Vorbemerkung: Beim folgenden Geistlichen Impuls handelt es sich um einen Beitrag von Josef Mayer für die Münchner Kirchenzeitung (Gedanken zu einer Anfrage)
MKZ-Frage: Zu Genesis 1,27 heißt es „Gott schuf den Menschen nach seinem Abbild“. Was bedeutet das eigentlich? Doch wohl nicht, dass Gott aussieht wie ein Mensch oder handelt wie ein solcher? Oder etwa doch ...

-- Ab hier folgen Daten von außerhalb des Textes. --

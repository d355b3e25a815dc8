//! 国际象棋规则引擎
//!
//! 包含:
//! - 棋子、棋盘、位置等核心数据结构
//! - 走法生成和规则验证（伪合法/合法走法、将军、将死、逼和判定）
//! - 带验证的走棋入口（非法走法返回错误，棋盘保持原状）
//! - 对局控制（回合归属、走法历史、终局状态）

mod board;
mod constants;
mod error;
mod game;
mod moves;
mod piece;

pub use board::Board;
pub use constants::*;
pub use error::ChessError;
pub use game::{Game, GameStatus};
pub use moves::{Move, MoveGenerator};
pub use piece::{Color, Piece, PieceKind, Position};
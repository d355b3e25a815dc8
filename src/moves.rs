//! 走法生成和验证

use serde::{Deserialize, Serialize};

use crate::board::Board;
use crate::piece::{Color, Piece, PieceKind, Position};

/// 车的 4 个直线方向
const ROOK_DIRECTIONS: [(i8, i8); 4] = [(1, 0), (-1, 0), (0, 1), (0, -1)];

/// 象的 4 个斜线方向
const BISHOP_DIRECTIONS: [(i8, i8); 4] = [(1, 1), (1, -1), (-1, 1), (-1, -1)];

/// 后和王的 8 个方向
const ALL_DIRECTIONS: [(i8, i8); 8] = [
    (1, 0),
    (-1, 0),
    (0, 1),
    (0, -1),
    (1, 1),
    (1, -1),
    (-1, 1),
    (-1, -1),
];

/// 马的 8 个日字偏移
const KNIGHT_OFFSETS: [(i8, i8); 8] = [
    (2, 1),
    (2, -1),
    (-2, 1),
    (-2, -1),
    (1, 2),
    (1, -2),
    (-1, 2),
    (-1, -2),
];

/// 走法
#[derive(Debug, Clone, Copy, PartialEq, Eq, Hash, Serialize, Deserialize)]
pub struct Move {
    /// 起始位置
    pub from: Position,
    /// 目标位置
    pub to: Position,
    /// 被吃的棋子（如果有）
    pub captured: Option<Piece>,
}

impl Move {
    /// 创建新走法
    pub fn new(from: Position, to: Position) -> Self {
        Self {
            from,
            to,
            captured: None,
        }
    }

    /// 创建带吃子的走法
    pub fn with_capture(from: Position, to: Position, captured: Piece) -> Self {
        Self {
            from,
            to,
            captured: Some(captured),
        }
    }
}

impl std::fmt::Display for Move {
    fn fmt(&self, f: &mut std::fmt::Formatter<'_>) -> std::fmt::Result {
        write!(f, "{} -> {}", self.from, self.to)
    }
}

/// 走法生成器
pub struct MoveGenerator;

impl MoveGenerator {
    /// 生成指定阵营的所有伪合法走法（不考虑将军）
    pub fn generate_pseudo_legal(board: &Board, color: Color) -> Vec<Move> {
        let mut moves = Vec::with_capacity(64);

        for (pos, piece) in board.pieces(color) {
            Self::generate_piece_moves(board, pos, piece, &mut moves);
        }

        moves
    }

    /// 生成指定阵营的所有合法走法（过滤掉会导致己方被将军的走法）
    pub fn generate_legal(board: &Board, color: Color) -> Vec<Move> {
        Self::generate_pseudo_legal(board, color)
            .into_iter()
            .filter(|mv| Self::is_move_safe(board, mv, color))
            .collect()
    }

    /// 生成指定位置棋子的伪合法走法；空位置返回空集
    pub fn piece_moves(board: &Board, pos: Position) -> Vec<Move> {
        let mut moves = Vec::new();
        if let Some(piece) = board.get(pos) {
            Self::generate_piece_moves(board, pos, piece, &mut moves);
        }
        moves
    }

    /// 生成指定位置棋子的合法走法；空位置返回空集
    pub fn legal_piece_moves(board: &Board, pos: Position) -> Vec<Move> {
        let piece = match board.get(pos) {
            Some(piece) => piece,
            None => return Vec::new(),
        };

        Self::piece_moves(board, pos)
            .into_iter()
            .filter(|mv| Self::is_move_safe(board, mv, piece.color))
            .collect()
    }

    /// 在棋盘副本上模拟走法，检查走完后己方王是否安全
    fn is_move_safe(board: &Board, mv: &Move, color: Color) -> bool {
        let mut test_board = board.clone();
        test_board.move_piece(mv.from, mv.to);
        !Self::is_in_check(&test_board, color)
    }

    /// 生成指定棋子的所有伪合法走法
    fn generate_piece_moves(board: &Board, pos: Position, piece: Piece, moves: &mut Vec<Move>) {
        match piece.kind {
            PieceKind::King => {
                Self::generate_step_moves(board, pos, piece.color, &ALL_DIRECTIONS, moves)
            }
            PieceKind::Queen => {
                Self::generate_sliding_moves(board, pos, piece.color, &ALL_DIRECTIONS, moves)
            }
            PieceKind::Rook => {
                Self::generate_sliding_moves(board, pos, piece.color, &ROOK_DIRECTIONS, moves)
            }
            PieceKind::Bishop => {
                Self::generate_sliding_moves(board, pos, piece.color, &BISHOP_DIRECTIONS, moves)
            }
            PieceKind::Knight => {
                Self::generate_step_moves(board, pos, piece.color, &KNIGHT_OFFSETS, moves)
            }
            PieceKind::Pawn => Self::generate_pawn_moves(board, pos, piece.color, moves),
        }
    }

    /// 滑行类棋子（车、象、后）：沿方向逐格延伸，遇敌止于吃子，遇己止于身前
    fn generate_sliding_moves(
        board: &Board,
        pos: Position,
        color: Color,
        directions: &[(i8, i8)],
        moves: &mut Vec<Move>,
    ) {
        for &(dr, dc) in directions {
            let mut current = pos;
            while let Some(to) = current.offset(dr, dc) {
                if let Some(target) = board.get(to) {
                    // 遇到棋子
                    if target.color != color {
                        // 可以吃
                        moves.push(Move::with_capture(pos, to, target));
                    }
                    break;
                } else {
                    // 空位，可以走
                    moves.push(Move::new(pos, to));
                }
                current = to;
            }
        }
    }

    /// 步进类棋子（马、王）：固定偏移各走一次
    fn generate_step_moves(
        board: &Board,
        pos: Position,
        color: Color,
        offsets: &[(i8, i8)],
        moves: &mut Vec<Move>,
    ) {
        for &(dr, dc) in offsets {
            if let Some(to) = pos.offset(dr, dc) {
                Self::try_add_move(board, pos, to, color, moves);
            }
        }
    }

    /// 生成兵的走法
    ///
    /// 直进不吃子，斜进只吃子；是否还在初始行决定能否进两格。
    fn generate_pawn_moves(board: &Board, pos: Position, color: Color, moves: &mut Vec<Move>) {
        let forward = color.forward();

        // 直进一格，目标必须为空
        if let Some(to) = pos.offset(forward, 0) {
            if board.get(to).is_none() {
                moves.push(Move::new(pos, to));

                // 初始行可进两格，途经格和目标格都必须为空
                if pos.row == color.pawn_row() {
                    if let Some(two) = to.offset(forward, 0) {
                        if board.get(two).is_none() {
                            moves.push(Move::new(pos, two));
                        }
                    }
                }
            }
        }

        // 斜进只在目标有敌子时成立
        for dc in [-1i8, 1i8] {
            if let Some(to) = pos.offset(forward, dc) {
                if let Some(target) = board.get(to) {
                    if target.color != color {
                        moves.push(Move::with_capture(pos, to, target));
                    }
                }
            }
        }
    }

    /// 尝试添加走法（检查目标位置是否可以移动）
    fn try_add_move(board: &Board, from: Position, to: Position, color: Color, moves: &mut Vec<Move>) {
        if let Some(target) = board.get(to) {
            // 目标位置有棋子
            if target.color != color {
                // 可以吃
                moves.push(Move::with_capture(from, to, target));
            }
        } else {
            // 空位
            moves.push(Move::new(from, to));
        }
    }

    /// 检查指定阵营是否被将军
    ///
    /// 以对方棋子的伪合法走法判定攻击。这里不能改用合法走法，
    /// 否则会与 [`MoveGenerator::generate_legal`] 互相递归。
    pub fn is_in_check(board: &Board, color: Color) -> bool {
        let king_pos = match board.find_king(color) {
            Some(pos) => pos,
            None => return false, // 没有王，视为不被将军
        };

        for (pos, _) in board.pieces(color.opponent()) {
            if Self::piece_moves(board, pos).iter().any(|mv| mv.to == king_pos) {
                return true;
            }
        }

        false
    }

    /// 检查是否被将死
    pub fn is_checkmate(board: &Board, color: Color) -> bool {
        Self::is_in_check(board, color) && Self::generate_legal(board, color).is_empty()
    }

    /// 检查是否无子可动（逼和）
    pub fn is_stalemate(board: &Board, color: Color) -> bool {
        !Self::is_in_check(board, color) && Self::generate_legal(board, color).is_empty()
    }
}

Josef Mayer: Bei dieser Frage lohnt es sich die Übersetzung von Martin Luther zu Rate zu ziehen. Bei ihm lesen wir zu Genesis 1,26f.: „Und Gott sprach: „Lasset uns Menschen machen, ein Bild, das uns gleich sei, die da herrschen über die Fische im Meer und über die Vögel unter dem Himmel und über das Vieh und über alle Tiere des Feldes und über alles Gewürm, das auf Erden kriecht. Und Gott schuf den Menschen zu seinem Bilde, zum Bilde Gottes schuf er ihn; und er schuf sie als Mann und Weib.“ Dabei bitte ich ausdrücklich darum, sich nicht an der Übersetzung „Weib“ zu stoßen. Diese ist allein zeitbedingt. Unabhängig davon würde es sich lohnen, dem Verständnis von Mann und Frau in den Schöpfungsberichten ein eigenes Statement zu widmen. Aber zurück zu der von Ihnen eingangs gestellten Frage:
Mit der lutherischen Textversion lassen sich einige Dinge verdeutlichen, die im Hinblick auf die Beantwortung Ihrer Frage sehr hilfreich sind. Nach dem ersten Schöpfungsbericht ist der Mensch das einzige Wesen, das Verantwortung übernehmen kann. Das zeichnet ihn gegenüber allen anderen Kreaturen aus. Er ist eine besondere Schöpfung, da Gott in und durch den Menschen in der Schöpfung weiterwirkt. Dabei soll sich der Mensch nicht als „Krone der Schöpfung“ gebärden, sondern vielmehr als Repräsentant Gottes auf Erden wirken und für ein gutes Zusammenleben im Sinne des Schöpfers sorgen. Dieser Auftrag, sich zu kümmern und die ihm Anvertrauten zu behüten, bezieht sich sowohl auf die Menschen untereinander als auch auf alle anderen Lebewesen.
Der Mensch ist „zum Bilde Gottes geschaffen“. Das heißt: Jeder einzelne Mensch hat vor Gott und den anderen Menschen seinen eigenen Wert, den er unter keinerlei Umständen jemals wieder verlieren kann. Der dafür eingeführte Begriff der „Gottebenbildlichkeit“ hat zusätzlich eine ethische Komponente: nämlich die Würde und das Recht auf Freiheit des Menschen zu begründen. Die Berufung auf diese Ebenbildlichkeit verankert unantastbare Menschenwürde und –rechte in Gott selbst. Das besondere dabei ist, dass im Unterschied zu anderen Kulturen in der jüdisch-christlichen Tradition die Würde der Gottebenbildlichkeit nicht nur dem König oder der Königin, sondern allen Menschen zuerkannt wird.
Bei der Formulierung „Gott schuf den Menschen nach seinem Abbild“ oder besser mit Martin Luther „zum seinem Bilde“ geht es in keinem Fall um Aussehen oder Äußerlichkeiten, die Gott und Mensch verbinden. Es geht allein um das besondere Ansehen, um die Innerlichkeit und die Haltung, in welcher der Mensch seine alltäglichen Aufgaben und Aufträge an der Schöpfung erfüllt. Durch sein mitmenschliches und mit-geschöpfliches Handeln wird Gott in der Welt sichtbar und spürbar.